= MichiCard =

MichiCard was a voluntary program between Michigan libraries that intended to help develop a statewide library card for the residents of Michigan. The program was proposed and established by the Library of Michigan Board of Trustees' Task Force on Interdependency and Funding. This led the Michigan state legislature to approve funding in 1989 for the MichiCard program. The program was established as a universal program for statewide access to the large network of resources throughout the state in local libraries where residents from another community may not be able access these resources otherwise. The program is coordinated by the Library of Michigan. The program is a form of interlibrary loan which allows the patron to visit another library and check out material directly from another library in another community from which they live.

==Current program==
MichiCard was discontinued in December 2013 due to decrease in amount of use and the greater functionality offered to libraries through the Michigan eLibrary's MeLCat statewide resource sharing program. In the early years of the Michicard program the Library of Michigan provided reimbursement funds for lost materials. Over time this funding ended and the support of the MeLCat program increased and also provided funding for lost materials.

==History==
The program started in 1990. From 1990 to 1993 only public libraries were allowed to be part of the Michicard system. In 1994 the program was extended to allow academic libraries to become members of the programs. Then the program was opened to all libraries in the state of Michigan. As of 2009, there were 306 libraries and 205 branches that are current members which are part of the MichiCard system as of December 28, 2009.

==Problems==
Some people have suggested that this program is a form of tax evasion as it allows communities not to build resources and burdens other communities by adding to the number of patrons the other libraries have to serve. This came to a head when a resident and attorney; Robert Toohey, of the City of Bloomfield Hills, Michigan sued the Bloomfield Township public library after the agreement. He wanted to allow residents of the city to use the township library after the two governments could not agree on a cost-sharing price . The person who was subject of the lawsuit was George Goldstone.

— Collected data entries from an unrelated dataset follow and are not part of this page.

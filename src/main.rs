use std::sync::Arc;

use actix_web::middleware::Logger;
use actix_web::{middleware, web, App, HttpServer};
use dotenvy::dotenv;
use log::info;

use escrow_relayer::api::routes::configure_routes;
use escrow_relayer::config::{MonitorConfig, ServerConfig, SubmissionConfig};
use escrow_relayer::domain::{
    BatchSubmissionManager, ConfirmationMonitor, QueueDriver, SubmissionQueue, SubmissionTracker,
};
use escrow_relayer::logging::setup_logging;
use escrow_relayer::models::DefaultAppState;
use escrow_relayer::repositories::{
    InMemoryAuditLogRepository, InMemoryRequestRepository, InMemoryTransactionRepository,
};
use escrow_relayer::services::{HttpLedgerGateway, WebhookNotificationService};
use escrow_relayer::AppState;

async fn initialize_app_state(config: &ServerConfig) -> DefaultAppState {
    let gateway = Arc::new(HttpLedgerGateway::new(
        config.gateway_url.clone(),
        config.gateway_api_key.clone(),
    ));
    let request_repository = Arc::new(InMemoryRequestRepository::new());
    let transaction_repository = Arc::new(InMemoryTransactionRepository::new());
    let audit_log = Arc::new(InMemoryAuditLogRepository::new());
    let notifier = Arc::new(WebhookNotificationService::new(config.webhook_url.clone()));

    let monitor = Arc::new(ConfirmationMonitor::new(
        Arc::clone(&gateway),
        Arc::clone(&request_repository),
        Arc::clone(&transaction_repository),
        Arc::clone(&audit_log),
        Arc::clone(&notifier),
        MonitorConfig::default(),
    ));

    let submission_config = SubmissionConfig::default();
    let default_concurrency = submission_config.default_batch_concurrency;
    let tracker = Arc::new(SubmissionTracker::new(
        Arc::clone(&gateway),
        Arc::clone(&request_repository),
        Arc::clone(&transaction_repository),
        Arc::clone(&audit_log),
        Arc::clone(&notifier),
        Arc::clone(&monitor),
        submission_config,
    ));
    let batch_manager = Arc::new(BatchSubmissionManager::new(
        Arc::clone(&tracker),
        default_concurrency,
    ));
    let queue = Arc::new(SubmissionQueue::new());

    AppState {
        tracker,
        queue,
        batch_manager,
        monitor,
        request_repository,
        transaction_repository,
        audit_log,
    }
}

#[actix_web::main]
async fn main() -> color_eyre::Result<()> {
    color_eyre::install()?;
    dotenv().ok();
    setup_logging();

    let config = ServerConfig::from_env();
    let app_state = initialize_app_state(&config).await;

    // resume monitoring anything still pending from a previous run, then
    // start the background loops
    app_state.monitor.start().await;
    let queue_driver = Arc::new(QueueDriver::new(
        Arc::clone(&app_state.queue),
        Arc::clone(&app_state.tracker),
    ));
    queue_driver.start();

    info!("Starting server on {}:{}", config.host, config.port);
    let server = HttpServer::new(move || {
        App::new()
            .wrap(middleware::Compress::default())
            .wrap(middleware::NormalizePath::trim())
            .wrap(Logger::default())
            .app_data(web::ThinData(app_state.clone()))
            .configure(configure_routes)
    })
    .bind((config.host.as_str(), config.port))?
    .shutdown_timeout(5);

    server.run().await?;

    queue_driver.stop();
    Ok(())
}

Toohey took the argument to the Michigan Supreme Court. He attempted to argue that the Michigan Constitution stated that libraries should grant "access" to all residents of the state. In the past this access has been to allow a person to use or access any material on in the library, without any rights to check out material.

The Michigan Supreme Court agreed to hear the case and heard arguments on April 10, 2007, and issued their ruling on July 26, 2007, in the case of George H. Goldstone v Bloomfield Township Public Library. The court ruled that "we granted leave to appeal to consider whether Const 1963, art 8, § 9, which states that public libraries 'shall be available to all residents of the state,' requires each individual public library facility in Michigan to offer nonresident book-borrowing privileges. The lower courts answered this question in the negative, and we agree, although for different reasons. Therefore, we affirm."

This ruling called the MichiCard program into question.